No one seems to have done anything with the fox squirrel-porphyria connection until the work of Ephraim Levin at Johns Hopkins and Vagn Flyger at the University of Maryland in the 1970s. Their paper explicitly linked the squirrels’ condition with hereditary porphyria in humans and cattle. One common factor was a low level of an enzyme called uroporphyrinogen III cosynthetase, essential to the conversion of porphyrins to hemoglobin, in the red blood cells of fox squirrels and porphyric humans. Levin and Flyger found that eastern gray squirrels, close relatives of eastern fox squirrels, had higher and more stable concentrations of the enzyme. 

But sciurine porphyria, as the researchers called it, doesn’t seem to be a pathological condition. There was no trace of the anemia or skin lesions common to human and bovine subjects with congenital porphyria. And fox squirrels don’t seem sensitive to light; Levin and Flyger pointed out that they’re more active during daylight hours than nonporphyric gray squirrels. They didn’t discuss psychiatric symptoms; if a fox squirrel was demented, I’m not sure how you could tell. The phenomenon seemed to be species-wide and most likely hereditary; although diet or other environmental variables were not ruled out, fox squirrels and gray squirrels eat pretty much the same mix of nuts, fruit, and grain, with the occasional egg or nestling bird. 

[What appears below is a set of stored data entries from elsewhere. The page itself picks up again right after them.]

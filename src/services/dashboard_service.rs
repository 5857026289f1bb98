// src/services/dashboard_service.rs

use std::future::Future;

use crate::{
    common::error::AppError,
    db::DashboardRepository,
    models::dashboard::{fill_status_counts, DashboardSummary},
};

#[derive(Clone)]
pub struct DashboardService {
    repo: DashboardRepository,
}

impl DashboardService {
    pub fn new(repo: DashboardRepository) -> Self {
        Self { repo }
    }

    /// Nunca falha: cada card que não carregar vira zero.
    pub async fn get_summary(&self) -> DashboardSummary {
        let (properties, active_agents, monthly_sales, pending_sales) = tokio::join!(
            or_default("properties", self.repo.count_properties_by_status()),
            or_default("activeAgents", self.repo.count_active_agents()),
            or_default("monthlySales", self.repo.monthly_approved_sales()),
            or_default("pendingSales", self.repo.count_pending_sales()),
        );

        DashboardSummary {
            properties: fill_status_counts(&properties),
            active_agents,
            monthly_sales,
            pending_sales,
        }
    }
}

async fn or_default<T, F>(card: &'static str, query: F) -> T
where
    T: Default,
    F: Future<Output = Result<T, AppError>>,
{
    query.await.unwrap_or_else(|e| {
        tracing::warn!(card, error = %e, "falha ao calcular agregado do dashboard");
        T::default()
    })
}
// src/models/social.rs

use chrono::{DateTime, Utc};
use serde::Serialize;
use sqlx::FromRow;
use uuid::Uuid;

// Auditoria das publicações (simuladas) em redes sociais
#[derive(Debug, Clone, Serialize, FromRow)]
#[serde(rename_all = "camelCase")]
pub struct SocialMediaLog {
    pub id: Uuid,
    pub property_id: Uuid,
    pub network: String,
    pub post_url: String,
    pub created_at: DateTime<Utc>,
}

#[derive(Debug, Clone, PartialEq, Eq, Serialize)]
#[serde(rename_all = "camelCase")]
pub struct PublishedEntry {
    pub network: String,
    pub post_url: String,
}

/// "  Facebook " -> "facebook". Nomes vazios ou com caracteres fora de [a-z0-9_-] são recusados.
pub fn normalize_network(raw: &str) -> Option<String> {
    let name = raw.trim().to_ascii_lowercase();
    let valid = !name.is_empty()
        && name
            .chars()
            .all(|c| c.is_ascii_alphanumeric() || c == '-' || c == '_');
    valid.then_some(name)
}

/// URL simulada da publicação; a integração real com as redes não existe.
pub fn mock_post_url(network: &str, property_id: Uuid, post_id: Uuid) -> String {
    format!(
        "https://{network}.example.com/arteca/properties/{property_id}/posts/{}",
        post_id.simple()
    )
}

#[cfg(test)]
mod tests {
    use super::*;

    #[test]
    fn normalizes_network_names() {
        assert_eq!(normalize_network("  Facebook "), Some("facebook".to_string()));
        assert_eq!(normalize_network("tik_tok"), Some("tik_tok".to_string()));
        assert_eq!(normalize_network("   "), None);
        assert_eq!(normalize_network("evil.com/x"), None);
    }

    #[test]
    fn mock_url_points_at_the_property() {
        let property_id = Uuid::new_v4();
        let url = mock_post_url("instagram", property_id, Uuid::nil());
        assert!(url.starts_with("https://instagram.example.com/"));
        assert!(url.contains(&property_id.to_string()));
    }
}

Levin and Flyger speculated that somewhere in the 25-million-year history of tree squirrels, a mutation occurred in the fox squirrel line that changed the way their enzymes worked. The condition may have persisted because it was somehow favorable to the squirrels, as sickle-cell trait was to humans in regions with endemic malaria (although it looks like a dominant rather than recessive trait). Or it may have been neutral in its effect and therefore invisible to the process of natural selection, or linked to another trait that was selected for. As far I as can determine, that question remains unanswered. And no one has exhumed George III to see if his royal bones fluoresce red.